■ Assignment ■
From the entries below, copy each line in which the word "staging" occurs.

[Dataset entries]
+++++
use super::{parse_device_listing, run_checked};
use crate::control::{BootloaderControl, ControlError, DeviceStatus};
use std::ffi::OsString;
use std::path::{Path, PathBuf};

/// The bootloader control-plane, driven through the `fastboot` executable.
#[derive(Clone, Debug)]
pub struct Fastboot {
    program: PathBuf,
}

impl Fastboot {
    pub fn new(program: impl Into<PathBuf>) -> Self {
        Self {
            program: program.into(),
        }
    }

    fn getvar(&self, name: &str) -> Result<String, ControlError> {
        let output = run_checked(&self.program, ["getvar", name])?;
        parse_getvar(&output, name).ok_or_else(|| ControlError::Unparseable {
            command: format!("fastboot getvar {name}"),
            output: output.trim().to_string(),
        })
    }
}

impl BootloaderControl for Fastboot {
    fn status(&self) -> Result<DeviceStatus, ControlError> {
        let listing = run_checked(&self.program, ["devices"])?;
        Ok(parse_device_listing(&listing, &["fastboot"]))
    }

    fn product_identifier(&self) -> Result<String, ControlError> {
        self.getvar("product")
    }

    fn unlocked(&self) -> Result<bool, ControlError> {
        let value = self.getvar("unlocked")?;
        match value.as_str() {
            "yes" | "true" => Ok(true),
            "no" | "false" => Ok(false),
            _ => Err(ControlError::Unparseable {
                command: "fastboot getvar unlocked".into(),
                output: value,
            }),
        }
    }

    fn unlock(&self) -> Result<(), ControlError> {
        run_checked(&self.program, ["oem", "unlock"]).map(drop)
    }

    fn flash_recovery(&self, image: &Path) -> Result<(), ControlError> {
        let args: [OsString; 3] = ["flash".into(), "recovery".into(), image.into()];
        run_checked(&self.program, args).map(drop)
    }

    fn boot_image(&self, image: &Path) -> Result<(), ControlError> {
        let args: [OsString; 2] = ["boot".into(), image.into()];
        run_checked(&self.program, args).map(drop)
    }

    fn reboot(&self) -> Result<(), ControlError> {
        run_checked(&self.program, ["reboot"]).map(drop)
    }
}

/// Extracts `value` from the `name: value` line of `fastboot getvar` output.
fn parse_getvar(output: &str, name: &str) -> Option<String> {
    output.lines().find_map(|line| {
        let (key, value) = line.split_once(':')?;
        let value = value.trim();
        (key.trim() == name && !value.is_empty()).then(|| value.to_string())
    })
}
+++++
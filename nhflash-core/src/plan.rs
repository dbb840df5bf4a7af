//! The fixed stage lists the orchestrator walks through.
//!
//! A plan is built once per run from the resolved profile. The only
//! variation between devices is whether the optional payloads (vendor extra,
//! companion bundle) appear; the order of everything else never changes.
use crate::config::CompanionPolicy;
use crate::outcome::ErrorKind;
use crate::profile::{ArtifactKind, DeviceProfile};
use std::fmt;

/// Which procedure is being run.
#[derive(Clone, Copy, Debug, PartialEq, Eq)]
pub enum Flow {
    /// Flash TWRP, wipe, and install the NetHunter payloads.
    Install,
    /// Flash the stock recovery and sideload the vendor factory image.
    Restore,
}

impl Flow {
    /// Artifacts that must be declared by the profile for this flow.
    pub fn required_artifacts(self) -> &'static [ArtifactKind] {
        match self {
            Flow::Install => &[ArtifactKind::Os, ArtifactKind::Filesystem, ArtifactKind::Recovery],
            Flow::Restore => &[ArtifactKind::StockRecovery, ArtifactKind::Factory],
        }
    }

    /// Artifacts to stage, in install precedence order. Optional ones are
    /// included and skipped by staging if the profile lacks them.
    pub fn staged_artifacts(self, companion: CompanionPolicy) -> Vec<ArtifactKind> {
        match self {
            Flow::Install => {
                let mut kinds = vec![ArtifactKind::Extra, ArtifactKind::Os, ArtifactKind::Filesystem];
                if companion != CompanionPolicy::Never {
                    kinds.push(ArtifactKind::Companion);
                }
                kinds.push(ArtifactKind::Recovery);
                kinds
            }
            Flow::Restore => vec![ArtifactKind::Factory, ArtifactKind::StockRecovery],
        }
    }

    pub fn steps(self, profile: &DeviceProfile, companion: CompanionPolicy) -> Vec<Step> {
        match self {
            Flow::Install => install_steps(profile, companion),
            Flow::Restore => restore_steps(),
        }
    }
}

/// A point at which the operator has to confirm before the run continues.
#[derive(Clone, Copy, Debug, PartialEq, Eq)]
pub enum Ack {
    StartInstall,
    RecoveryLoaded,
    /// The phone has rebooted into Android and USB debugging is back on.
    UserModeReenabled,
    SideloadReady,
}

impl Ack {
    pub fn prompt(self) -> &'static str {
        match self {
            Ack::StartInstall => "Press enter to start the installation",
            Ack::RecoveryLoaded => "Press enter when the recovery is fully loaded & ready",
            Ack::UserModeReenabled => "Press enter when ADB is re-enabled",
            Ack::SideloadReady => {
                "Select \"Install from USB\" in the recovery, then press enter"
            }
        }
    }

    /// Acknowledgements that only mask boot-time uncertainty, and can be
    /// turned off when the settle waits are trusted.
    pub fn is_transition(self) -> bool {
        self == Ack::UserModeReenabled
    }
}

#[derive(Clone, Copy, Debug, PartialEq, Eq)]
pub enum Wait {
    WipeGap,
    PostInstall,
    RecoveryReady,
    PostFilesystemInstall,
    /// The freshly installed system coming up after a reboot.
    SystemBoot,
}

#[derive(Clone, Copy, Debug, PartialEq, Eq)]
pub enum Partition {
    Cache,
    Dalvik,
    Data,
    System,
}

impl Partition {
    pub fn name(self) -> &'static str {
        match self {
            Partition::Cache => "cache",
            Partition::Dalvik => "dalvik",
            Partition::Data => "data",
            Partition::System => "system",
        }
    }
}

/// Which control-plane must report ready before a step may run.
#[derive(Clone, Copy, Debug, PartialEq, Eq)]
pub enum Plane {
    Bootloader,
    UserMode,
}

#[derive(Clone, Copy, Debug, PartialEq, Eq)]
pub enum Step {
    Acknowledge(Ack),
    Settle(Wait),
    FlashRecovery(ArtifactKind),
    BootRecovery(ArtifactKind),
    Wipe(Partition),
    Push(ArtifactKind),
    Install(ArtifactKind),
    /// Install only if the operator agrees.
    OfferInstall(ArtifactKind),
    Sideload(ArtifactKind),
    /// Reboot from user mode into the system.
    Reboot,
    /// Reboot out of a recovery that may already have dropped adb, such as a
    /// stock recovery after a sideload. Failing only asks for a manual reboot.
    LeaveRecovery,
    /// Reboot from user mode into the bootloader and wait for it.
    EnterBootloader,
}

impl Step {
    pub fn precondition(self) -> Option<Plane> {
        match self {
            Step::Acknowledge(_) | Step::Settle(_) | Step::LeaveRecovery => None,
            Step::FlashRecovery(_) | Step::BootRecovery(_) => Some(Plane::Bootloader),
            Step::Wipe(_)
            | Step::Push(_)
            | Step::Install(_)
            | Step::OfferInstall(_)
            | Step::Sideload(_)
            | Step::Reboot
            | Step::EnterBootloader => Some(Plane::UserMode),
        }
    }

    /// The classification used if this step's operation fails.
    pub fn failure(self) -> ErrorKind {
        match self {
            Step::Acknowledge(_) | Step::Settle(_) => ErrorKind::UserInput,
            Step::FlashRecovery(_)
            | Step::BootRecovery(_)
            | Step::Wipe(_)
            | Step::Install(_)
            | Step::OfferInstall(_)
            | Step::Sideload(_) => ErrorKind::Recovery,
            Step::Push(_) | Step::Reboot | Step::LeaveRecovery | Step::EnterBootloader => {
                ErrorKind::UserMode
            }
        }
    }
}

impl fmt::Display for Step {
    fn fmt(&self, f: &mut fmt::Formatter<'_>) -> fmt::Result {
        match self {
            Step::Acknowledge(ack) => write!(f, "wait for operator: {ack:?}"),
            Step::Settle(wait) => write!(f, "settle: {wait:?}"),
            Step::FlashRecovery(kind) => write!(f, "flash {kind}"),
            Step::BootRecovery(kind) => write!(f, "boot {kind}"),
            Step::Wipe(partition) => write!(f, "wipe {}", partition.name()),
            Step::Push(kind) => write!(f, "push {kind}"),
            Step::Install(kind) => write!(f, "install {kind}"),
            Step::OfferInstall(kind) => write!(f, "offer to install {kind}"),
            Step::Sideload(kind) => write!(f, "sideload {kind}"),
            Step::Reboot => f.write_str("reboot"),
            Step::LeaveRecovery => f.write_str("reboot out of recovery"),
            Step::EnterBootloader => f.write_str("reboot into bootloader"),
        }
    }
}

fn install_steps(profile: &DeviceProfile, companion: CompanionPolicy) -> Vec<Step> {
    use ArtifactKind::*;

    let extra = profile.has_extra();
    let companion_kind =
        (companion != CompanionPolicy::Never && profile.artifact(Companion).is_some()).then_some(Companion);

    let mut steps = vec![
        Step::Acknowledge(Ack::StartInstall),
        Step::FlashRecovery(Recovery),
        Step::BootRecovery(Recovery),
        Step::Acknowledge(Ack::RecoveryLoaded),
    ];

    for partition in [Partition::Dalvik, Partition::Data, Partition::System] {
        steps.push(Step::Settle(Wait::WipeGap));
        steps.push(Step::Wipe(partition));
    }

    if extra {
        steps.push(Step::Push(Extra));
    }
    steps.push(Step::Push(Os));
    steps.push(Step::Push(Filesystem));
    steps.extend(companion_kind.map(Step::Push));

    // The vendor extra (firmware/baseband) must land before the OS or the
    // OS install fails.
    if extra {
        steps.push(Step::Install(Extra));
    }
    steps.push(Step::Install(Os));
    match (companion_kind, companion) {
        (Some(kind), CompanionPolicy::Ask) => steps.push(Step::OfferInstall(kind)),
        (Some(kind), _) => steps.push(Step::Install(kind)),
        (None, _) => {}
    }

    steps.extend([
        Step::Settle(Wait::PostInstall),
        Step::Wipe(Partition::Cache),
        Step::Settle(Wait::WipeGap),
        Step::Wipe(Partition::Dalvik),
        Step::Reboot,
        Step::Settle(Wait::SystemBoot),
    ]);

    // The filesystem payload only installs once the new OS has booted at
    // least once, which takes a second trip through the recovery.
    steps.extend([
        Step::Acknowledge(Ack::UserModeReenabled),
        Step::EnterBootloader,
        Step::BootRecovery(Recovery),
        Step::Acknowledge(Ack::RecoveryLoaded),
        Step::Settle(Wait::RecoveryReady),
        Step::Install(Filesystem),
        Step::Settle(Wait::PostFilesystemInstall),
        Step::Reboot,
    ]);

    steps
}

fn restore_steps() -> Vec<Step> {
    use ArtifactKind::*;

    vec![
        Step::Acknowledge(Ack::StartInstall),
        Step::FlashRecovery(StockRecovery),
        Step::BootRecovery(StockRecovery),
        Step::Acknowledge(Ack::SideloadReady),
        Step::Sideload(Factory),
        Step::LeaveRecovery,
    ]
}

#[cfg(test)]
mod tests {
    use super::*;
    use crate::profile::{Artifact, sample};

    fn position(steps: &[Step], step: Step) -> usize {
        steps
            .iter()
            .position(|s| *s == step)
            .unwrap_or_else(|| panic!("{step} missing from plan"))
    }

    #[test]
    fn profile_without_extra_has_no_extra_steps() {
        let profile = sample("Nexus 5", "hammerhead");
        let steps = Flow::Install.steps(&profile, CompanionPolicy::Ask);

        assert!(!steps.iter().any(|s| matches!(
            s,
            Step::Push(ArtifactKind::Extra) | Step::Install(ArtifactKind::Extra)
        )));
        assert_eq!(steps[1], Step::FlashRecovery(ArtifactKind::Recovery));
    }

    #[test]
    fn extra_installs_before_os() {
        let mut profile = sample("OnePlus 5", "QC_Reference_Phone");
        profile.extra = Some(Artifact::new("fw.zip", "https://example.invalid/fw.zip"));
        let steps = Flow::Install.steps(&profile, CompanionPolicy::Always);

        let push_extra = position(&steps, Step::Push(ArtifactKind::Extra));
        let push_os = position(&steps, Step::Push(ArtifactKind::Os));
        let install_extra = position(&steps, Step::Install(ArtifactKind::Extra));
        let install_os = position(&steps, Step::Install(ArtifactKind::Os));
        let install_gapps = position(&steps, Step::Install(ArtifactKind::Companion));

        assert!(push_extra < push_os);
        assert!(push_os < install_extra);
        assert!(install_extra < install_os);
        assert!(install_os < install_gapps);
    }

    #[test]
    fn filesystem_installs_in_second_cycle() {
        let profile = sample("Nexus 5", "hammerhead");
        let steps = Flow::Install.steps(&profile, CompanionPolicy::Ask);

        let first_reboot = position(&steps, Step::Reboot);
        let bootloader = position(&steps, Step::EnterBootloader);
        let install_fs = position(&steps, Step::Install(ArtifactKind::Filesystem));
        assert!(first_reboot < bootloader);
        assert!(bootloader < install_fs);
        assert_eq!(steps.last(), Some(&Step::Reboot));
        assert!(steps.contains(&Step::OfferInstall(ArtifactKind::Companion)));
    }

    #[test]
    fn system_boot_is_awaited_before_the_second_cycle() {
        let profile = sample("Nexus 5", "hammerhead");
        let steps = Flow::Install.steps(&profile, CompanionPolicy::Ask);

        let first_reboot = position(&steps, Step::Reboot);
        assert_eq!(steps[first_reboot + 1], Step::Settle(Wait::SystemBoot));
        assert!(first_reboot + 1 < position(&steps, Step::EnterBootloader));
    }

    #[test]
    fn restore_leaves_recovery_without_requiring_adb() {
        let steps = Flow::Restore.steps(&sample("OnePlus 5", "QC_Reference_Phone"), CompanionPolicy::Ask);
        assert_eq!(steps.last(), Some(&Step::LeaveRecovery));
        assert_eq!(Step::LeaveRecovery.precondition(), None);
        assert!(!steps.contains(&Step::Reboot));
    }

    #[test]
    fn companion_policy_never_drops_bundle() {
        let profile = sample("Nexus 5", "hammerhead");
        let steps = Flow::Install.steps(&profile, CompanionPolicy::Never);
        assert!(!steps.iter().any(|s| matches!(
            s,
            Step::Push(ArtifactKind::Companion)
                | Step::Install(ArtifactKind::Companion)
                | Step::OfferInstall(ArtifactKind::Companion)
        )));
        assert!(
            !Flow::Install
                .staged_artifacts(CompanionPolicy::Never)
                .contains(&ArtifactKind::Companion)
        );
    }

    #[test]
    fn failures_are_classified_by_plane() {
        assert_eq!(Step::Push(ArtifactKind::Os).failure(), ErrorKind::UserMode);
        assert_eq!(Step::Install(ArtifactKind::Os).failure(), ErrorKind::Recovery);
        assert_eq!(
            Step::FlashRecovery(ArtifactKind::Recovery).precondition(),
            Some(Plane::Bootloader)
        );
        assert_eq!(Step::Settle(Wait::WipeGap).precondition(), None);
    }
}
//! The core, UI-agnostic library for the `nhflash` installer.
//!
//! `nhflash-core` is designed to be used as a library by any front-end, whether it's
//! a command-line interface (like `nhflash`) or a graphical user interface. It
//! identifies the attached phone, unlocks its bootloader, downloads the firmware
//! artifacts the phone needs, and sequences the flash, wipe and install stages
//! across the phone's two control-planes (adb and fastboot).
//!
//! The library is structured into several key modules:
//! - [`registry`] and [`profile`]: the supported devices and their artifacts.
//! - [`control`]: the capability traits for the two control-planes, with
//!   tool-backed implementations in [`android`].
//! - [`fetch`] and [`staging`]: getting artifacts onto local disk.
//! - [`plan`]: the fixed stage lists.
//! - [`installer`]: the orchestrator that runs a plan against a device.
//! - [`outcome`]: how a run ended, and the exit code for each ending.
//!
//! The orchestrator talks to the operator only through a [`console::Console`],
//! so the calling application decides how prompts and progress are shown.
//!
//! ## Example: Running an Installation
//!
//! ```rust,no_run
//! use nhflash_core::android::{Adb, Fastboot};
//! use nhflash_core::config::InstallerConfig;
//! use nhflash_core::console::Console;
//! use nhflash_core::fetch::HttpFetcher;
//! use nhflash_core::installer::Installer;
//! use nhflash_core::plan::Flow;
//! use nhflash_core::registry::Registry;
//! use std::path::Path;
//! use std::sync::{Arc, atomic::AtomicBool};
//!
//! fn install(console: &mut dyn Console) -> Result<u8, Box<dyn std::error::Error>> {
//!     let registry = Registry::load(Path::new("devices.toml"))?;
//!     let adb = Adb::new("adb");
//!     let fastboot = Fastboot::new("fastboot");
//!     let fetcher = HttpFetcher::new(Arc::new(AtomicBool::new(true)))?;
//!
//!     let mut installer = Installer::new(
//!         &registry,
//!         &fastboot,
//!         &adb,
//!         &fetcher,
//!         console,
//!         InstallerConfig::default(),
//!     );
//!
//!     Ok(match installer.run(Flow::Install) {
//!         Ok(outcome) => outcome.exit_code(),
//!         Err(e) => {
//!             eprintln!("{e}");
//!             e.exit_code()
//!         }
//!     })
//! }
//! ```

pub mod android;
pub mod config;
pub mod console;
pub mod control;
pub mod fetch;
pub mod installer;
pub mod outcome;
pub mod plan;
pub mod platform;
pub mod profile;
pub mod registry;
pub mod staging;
+++++
■ Solved exercise ■
    /// included and skipped by staging if the profile lacks them.
//! - [`fetch`] and [`staging`]: getting artifacts onto local disk.
pub mod staging;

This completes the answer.